This may come in handy for you some day if it clicks.
I think this is more complicated and many more steps than MarkFL's, but it cuts down on the factoring
by having a smaller number to factor/break apart.
Because the factors on the left-hand side are consecutive factors which differ by the same amount,
there can be a shift made with some other variable, say t, and rational numbers, a and b,
where b = a + 2 so that there will be symmetry and eliminate both first-degree and third degree terms.

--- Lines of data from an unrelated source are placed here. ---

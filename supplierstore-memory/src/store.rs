//! In-memory storage implementation for the supplier store.
//!
//! This module provides a simple backend that keeps documents as JSON values
//! in a HashMap behind an async-safe read-write lock.

use std::{collections::HashMap, sync::Arc};

use async_trait::async_trait;
use mea::rwlock::RwLock;
use serde_json::Value;
use uuid::Uuid;

use supplierstore_core::{
    backend::{StoreBackend, StoreBackendBuilder, WriteOutcome},
    error::SupplierStoreResult,
    supplier::RESERVED_ID_KEY,
};

type DocumentMap = HashMap<String, Value>;

/// Thread-safe in-memory document storage backend.
///
/// This struct implements the [`StoreBackend`] trait to provide a fully
/// functional document store that operates entirely in memory using an
/// async-aware read-write lock. Documents are stored as JSON values indexed
/// by their store-assigned id.
///
/// # Thread Safety
///
/// `InMemoryStore` is cloneable and uses an `Arc`-wrapped internal state,
/// allowing it to be safely shared across async tasks. Multiple clones of the
/// same instance share the same underlying data.
///
/// # Performance
///
/// Listing returns the whole collection; callers filter client-side. Fine for
/// tests and local development, not meant for production data volumes.
#[derive(Default, Clone, Debug)]
pub struct InMemoryStore {
    documents: Arc<RwLock<DocumentMap>>,
}

impl InMemoryStore {
    /// Creates a new empty in-memory document store.
    pub fn new() -> Self {
        Self {
            documents: Arc::new(RwLock::new(DocumentMap::new())),
        }
    }

    /// Creates a builder for constructing an `InMemoryStore`.
    pub fn builder() -> InMemoryStoreBuilder {
        InMemoryStoreBuilder::default()
    }
}

#[async_trait]
impl StoreBackend for InMemoryStore {
    async fn insert_document(&self, mut document: Value) -> SupplierStoreResult<String> {
        let id = Uuid::new_v4().to_string();

        if let Some(fields) = document.as_object_mut() {
            fields.insert(RESERVED_ID_KEY.to_string(), Value::String(id.clone()));
        }

        self.documents.write().await.insert(id.clone(), document);

        Ok(id)
    }

    async fn get_document(&self, id: &str) -> SupplierStoreResult<Option<Value>> {
        Ok(self.documents.read().await.get(id).cloned())
    }

    async fn update_document(&self, id: &str, mut document: Value) -> SupplierStoreResult<WriteOutcome> {
        let mut documents = self.documents.write().await;

        if !documents.contains_key(id) {
            return Ok(WriteOutcome::Missing);
        }

        if let Some(fields) = document.as_object_mut() {
            fields.insert(RESERVED_ID_KEY.to_string(), Value::String(id.to_string()));
        }

        documents.insert(id.to_string(), document);

        Ok(WriteOutcome::Applied)
    }

    async fn delete_document(&self, id: &str) -> SupplierStoreResult<WriteOutcome> {
        match self.documents.write().await.remove(id) {
            Some(_) => Ok(WriteOutcome::Applied),
            None => Ok(WriteOutcome::Missing),
        }
    }

    async fn list_documents(&self) -> SupplierStoreResult<Vec<Value>> {
        Ok(self.documents.read().await.values().cloned().collect())
    }

    async fn delete_all(&self) -> SupplierStoreResult<()> {
        self.documents.write().await.clear();

        Ok(())
    }
}

/// Builder for constructing [`InMemoryStore`] instances.
///
/// Currently a no-op builder, kept so every backend is constructed through the
/// same [`StoreBackendBuilder`] seam.
#[derive(Default)]
pub struct InMemoryStoreBuilder;

#[async_trait]
impl StoreBackendBuilder for InMemoryStoreBuilder {
    type Backend = InMemoryStore;

    /// Builds and returns a new [`InMemoryStore`] instance.
    ///
    /// This always succeeds and returns a freshly initialized store.
    async fn build(self) -> SupplierStoreResult<Self::Backend> {
        Ok(InMemoryStore::new())
    }
}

Let's get it to look like the form:
(t + b)(t + a)(t - a)(t - b) = -15
toward a goal of
\(\displaystyle (t^2 - b^2)(t^2 - a^2) = -15\)
To convert the four binomial factors in the original equation, we could set
\(\displaystyle t + \ b = x - 2\) \(\displaystyle \ \ \ \ \ \)and
\(\displaystyle t - \ b = x - 8\)
--------------
Solve for b:
(I'll do it by elimination.)
\(\displaystyle \ \ \ \ \ \ \ t + b \ = \ \ \ \ \ \ \ x - 2\)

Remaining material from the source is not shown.